- [Required action]
Each record should be retyped word for word.

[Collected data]
//! Append-only forecast run log.
//!
//! One JSON line per run. A missing log is created on first append; an
//! existing log that fails validation is a fatal error. It is never
//! truncated or overwritten, so the corruption stays visible.

use chrono::{DateTime, Utc};
use serde::{Deserialize, Serialize};
use std::fs::{File, OpenOptions};
use std::io::{BufRead, BufReader, BufWriter, Write};
use std::path::{Path, PathBuf};
use thiserror::Error;
use tracing::debug;

/// Errors from result-log operations.
#[derive(Error, Debug)]
pub enum LogError {
    /// IO error reading or writing the log file.
    #[error("IO error: {0}")]
    Io(#[from] std::io::Error),

    /// JSON serialization error while writing a record.
    #[error("JSON error: {0}")]
    Json(#[from] serde_json::Error),

    /// The log exists but cannot be read back. Appending would bury the
    /// corruption, so both reads and appends refuse.
    #[error("result log {path} is corrupt at line {line}: {reason}")]
    Corrupt {
        path: String,
        line: usize,
        reason: String,
    },
}

/// One forecast run, as persisted.
#[derive(Debug, Clone, PartialEq, Serialize, Deserialize)]
pub struct RunRecord {
    /// When the run finished.
    pub timestamp: DateTime<Utc>,
    /// Candidate favored by positive differentials.
    pub candidate_a: String,
    /// The opposing candidate.
    pub candidate_b: String,
    pub win_probability_a: f64,
    pub win_probability_b: f64,
    pub tie_probability: f64,
    pub mean_votes_a: f64,
    pub mean_votes_b: f64,
    /// Trial count behind the probabilities.
    pub trials: u64,
}

/// Append-only JSONL log of forecast runs.
pub struct ResultLog {
    path: PathBuf,
}

impl ResultLog {
    #[must_use]
    pub fn new(path: impl Into<PathBuf>) -> Self {
        Self { path: path.into() }
    }

    #[must_use]
    pub fn path(&self) -> &Path {
        &self.path
    }

    /// Appends one run record, creating the log if it does not exist.
    ///
    /// # Errors
    ///
    /// Returns [`LogError::Corrupt`] if the existing log fails validation,
    /// or an IO/JSON error from the write itself.
    pub fn append(&self, record: &RunRecord) -> Result<(), LogError> {
        if self.path.exists() {
            // Refuse to extend a log that can no longer be read back.
            self.read_all()?;
        }

        let file = OpenOptions::new()
            .create(true)
            .append(true)
            .open(&self.path)?;
        let mut writer = BufWriter::new(file);
        serde_json::to_writer(&mut writer, record)?;
        writer.write_all(b"\n")?;
        writer.flush()?;

        debug!(path = %self.path.display(), "appended forecast run");
        Ok(())
    }

    /// Reads every run in the log. A missing log reads as empty.
    ///
    /// # Errors
    ///
    /// Returns [`LogError::Corrupt`] naming the first unreadable line.
    pub fn read_all(&self) -> Result<Vec<RunRecord>, LogError> {
        if !self.path.exists() {
            return Ok(Vec::new());
        }

        let reader = BufReader::new(File::open(&self.path)?);
        let mut records = Vec::new();
        for (index, line) in reader.lines().enumerate() {
            let line = line?;
            if line.trim().is_empty() {
                continue;
            }
            let record = serde_json::from_str(&line).map_err(|e| LogError::Corrupt {
                path: self.path.display().to_string(),
                line: index + 1,
                reason: e.to_string(),
            })?;
            records.push(record);
        }
        Ok(records)
    }
}

#[cfg(test)]
mod tests {
    use super::*;

    fn sample_record(trials: u64) -> RunRecord {
        RunRecord {
            timestamp: Utc::now(),
            candidate_a: "Alpha".to_string(),
            candidate_b: "Beta".to_string(),
            win_probability_a: 0.62,
            win_probability_b: 0.37,
            tie_probability: 0.01,
            mean_votes_a: 281.4,
            mean_votes_b: 256.6,
            trials,
        }
    }

    #[test]
    fn missing_log_is_created_on_first_append() {
        let dir = tempfile::tempdir().unwrap();
        let log = ResultLog::new(dir.path().join("runs.jsonl"));

        log.append(&sample_record(1000)).unwrap();

        assert!(log.path().exists());
        assert_eq!(log.read_all().unwrap().len(), 1);
    }

    #[test]
    fn appends_accumulate_in_order() {
        let dir = tempfile::tempdir().unwrap();
        let log = ResultLog::new(dir.path().join("runs.jsonl"));

        log.append(&sample_record(1000)).unwrap();
        log.append(&sample_record(2000)).unwrap();

        let records = log.read_all().unwrap();
        assert_eq!(records.len(), 2);
        assert_eq!(records[0].trials, 1000);
        assert_eq!(records[1].trials, 2000);
    }

    #[test]
    fn missing_log_reads_as_empty() {
        let dir = tempfile::tempdir().unwrap();
        let log = ResultLog::new(dir.path().join("never-written.jsonl"));

        assert!(log.read_all().unwrap().is_empty());
    }

    #[test]
    fn corrupt_log_refuses_append() {
        let dir = tempfile::tempdir().unwrap();
        let path = dir.path().join("runs.jsonl");
        std::fs::write(&path, "not json at all\n").unwrap();
        let log = ResultLog::new(&path);

        let err = log.append(&sample_record(1000)).unwrap_err();

        match err {
            LogError::Corrupt { line, .. } => assert_eq!(line, 1),
            other => panic!("expected Corrupt, got {other:?}"),
        }
        // The corrupt content must be left untouched.
        assert_eq!(std::fs::read_to_string(&path).unwrap(), "not json at all\n");
    }

    #[test]
    fn corrupt_line_is_reported_with_its_number() {
        let dir = tempfile::tempdir().unwrap();
        let path = dir.path().join("runs.jsonl");
        let log = ResultLog::new(&path);
        log.append(&sample_record(1000)).unwrap();
        let mut content = std::fs::read_to_string(&path).unwrap();
        content.push_str("{truncated\n");
        std::fs::write(&path, content).unwrap();

        let err = log.read_all().unwrap_err();

        match err {
            LogError::Corrupt { line, .. } => assert_eq!(line, 2),
            other => panic!("expected Corrupt, got {other:?}"),
        }
    }

    #[test]
    fn record_roundtrips_through_json() {
        let record = sample_record(5000);
        let json = serde_json::to_string(&record).unwrap();
        let back: RunRecord = serde_json::from_str(&json).unwrap();

        assert_eq!(back, record);
    }
}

- [Task response]
//! Append-only forecast run log.
//!
//! One JSON line per run. A missing log is created on first append; an
//! existing log that fails validation is a fatal error. It is never
//! truncated or overwritten, so the corruption stays visible.

use chrono::{DateTime, Utc};
use serde::{Deserialize, Serialize};
use std::fs::{File, OpenOptions};
use std::io::{BufRead, BufReader, BufWriter, Write};
use std::path::{Path, PathBuf};
use thiserror::Error;
use tracing::debug;

/// Errors from result-log operations.
#[derive(Error, Debug)]
pub enum LogError {
    /// IO error reading or writing the log file.
    #[error("IO error: {0}")]
    Io(#[from] std::io::Error),

    /// JSON serialization error while writing a record.
    #[error("JSON error: {0}")]
    Json(#[from] serde_json::Error),

    /// The log exists but cannot be read back. Appending would bury the
    /// corruption, so both reads and appends refuse.
    #[error("result log {path} is corrupt at line {line}: {reason}")]
    Corrupt {
        path: String,
        line: usize,
        reason: String,
    },
}

/// One forecast run, as persisted.
#[derive(Debug, Clone, PartialEq, Serialize, Deserialize)]
pub struct RunRecord {
    /// When the run finished.
    pub timestamp: DateTime<Utc>,
    /// Candidate favored by positive differentials.
    pub candidate_a: String,
    /// The opposing candidate.
    pub candidate_b: String,
    pub win_probability_a: f64,
    pub win_probability_b: f64,
    pub tie_probability: f64,
    pub mean_votes_a: f64,
    pub mean_votes_b: f64,
    /// Trial count behind the probabilities.
    pub trials: u64,
}

/// Append-only JSONL log of forecast runs.
pub struct ResultLog {
    path: PathBuf,
}

impl ResultLog {
    #[must_use]
    pub fn new(path: impl Into<PathBuf>) -> Self {
        Self { path: path.into() }
    }

    #[must_use]
    pub fn path(&self) -> &Path {
        &self.path
    }

    /// Appends one run record, creating the log if it does not exist.
    ///
    /// # Errors
    ///
    /// Returns [`LogError::Corrupt`] if the existing log fails validation,
    /// or an IO/JSON error from the write itself.
    pub fn append(&self, record: &RunRecord) -> Result<(), LogError> {
        if self.path.exists() {
            // Refuse to extend a log that can no longer be read back.
            self.read_all()?;
        }

        let file = OpenOptions::new()
            .create(true)
            .append(true)
            .open(&self.path)?;
        let mut writer = BufWriter::new(file);
        serde_json::to_writer(&mut writer, record)?;
        writer.write_all(b"\n")?;
        writer.flush()?;

        debug!(path = %self.path.display(), "appended forecast run");
        Ok(())
    }

    /// Reads every run in the log. A missing log reads as empty.
    ///
    /// # Errors
    ///
    /// Returns [`LogError::Corrupt`] naming the first unreadable line.
    pub fn read_all(&self) -> Result<Vec<RunRecord>, LogError> {
        if !self.path.exists() {
            return Ok(Vec::new());
        }

        let reader = BufReader::new(File::open(&self.path)?);
        let mut records = Vec::new();
        for (index, line) in reader.lines().enumerate() {
            let line = line?;
            if line.trim().is_empty() {
                continue;
            }
            let record = serde_json::from_str(&line).map_err(|e| LogError::Corrupt {
                path: self.path.display().to_string(),
                line: index + 1,
                reason: e.to_string(),
            })?;
            records.push(record);
        }
        Ok(records)
    }
}

#[cfg(test)]
mod tests {
    use super::*;

    fn sample_record(trials: u64) -> RunRecord {
        RunRecord {
            timestamp: Utc::now(),
            candidate_a: "Alpha".to_string(),
            candidate_b: "Beta".to_string(),
            win_probability_a: 0.62,
            win_probability_b: 0.37,
            tie_probability: 0.01,
            mean_votes_a: 281.4,
            mean_votes_b: 256.6,
            trials,
        }
    }

    #[test]
    fn missing_log_is_created_on_first_append() {
        let dir = tempfile::tempdir().unwrap();
        let log = ResultLog::new(dir.path().join("runs.jsonl"));

        log.append(&sample_record(1000)).unwrap();

        assert!(log.path().exists());
        assert_eq!(log.read_all().unwrap().len(), 1);
    }

    #[test]
    fn appends_accumulate_in_order() {
        let dir = tempfile::tempdir().unwrap();
        let log = ResultLog::new(dir.path().join("runs.jsonl"));

        log.append(&sample_record(1000)).unwrap();
        log.append(&sample_record(2000)).unwrap();

        let records = log.read_all().unwrap();
        assert_eq!(records.len(), 2);
        assert_eq!(records[0].trials, 1000);
        assert_eq!(records[1].trials, 2000);
    }

    #[test]
    fn missing_log_reads_as_empty() {
        let dir = tempfile::tempdir().unwrap();
        let log = ResultLog::new(dir.path().join("never-written.jsonl"));

        assert!(log.read_all().unwrap().is_empty());
    }

    #[test]
    fn corrupt_log_refuses_append() {
        let dir = tempfile::tempdir().unwrap();
        let path = dir.path().join("runs.jsonl");
        std::fs::write(&path, "not json at all\n").unwrap();
        let log = ResultLog::new(&path);

        let err = log.append(&sample_record(1000)).unwrap_err();

        match err {
            LogError::Corrupt { line, .. } => assert_eq!(line, 1),
            other => panic!("expected Corrupt, got {other:?}"),
        }
        // The corrupt content must be left untouched.
        assert_eq!(std::fs::read_to_string(&path).unwrap(), "not json at all\n");
    }

    #[test]
    fn corrupt_line_is_reported_with_its_number() {
        let dir = tempfile::tempdir().unwrap();
        let path = dir.path().join("runs.jsonl");
        let log = ResultLog::new(&path);
        log.append(&sample_record(1000)).unwrap();
        let mut content = std::fs::read_to_string(&path).unwrap();
        content.push_str("{truncated\n");
        std::fs::write(&path, content).unwrap();

        let err = log.read_all().unwrap_err();

        match err {
            LogError::Corrupt { line, .. } => assert_eq!(line, 2),
            other => panic!("expected Corrupt, got {other:?}"),
        }
    }

    #[test]
    fn record_roundtrips_through_json() {
        let record = sample_record(5000);
        let json = serde_json::to_string(&record).unwrap();
        let back: RunRecord = serde_json::from_str(&json).unwrap();

        assert_eq!(back, record);
    }
}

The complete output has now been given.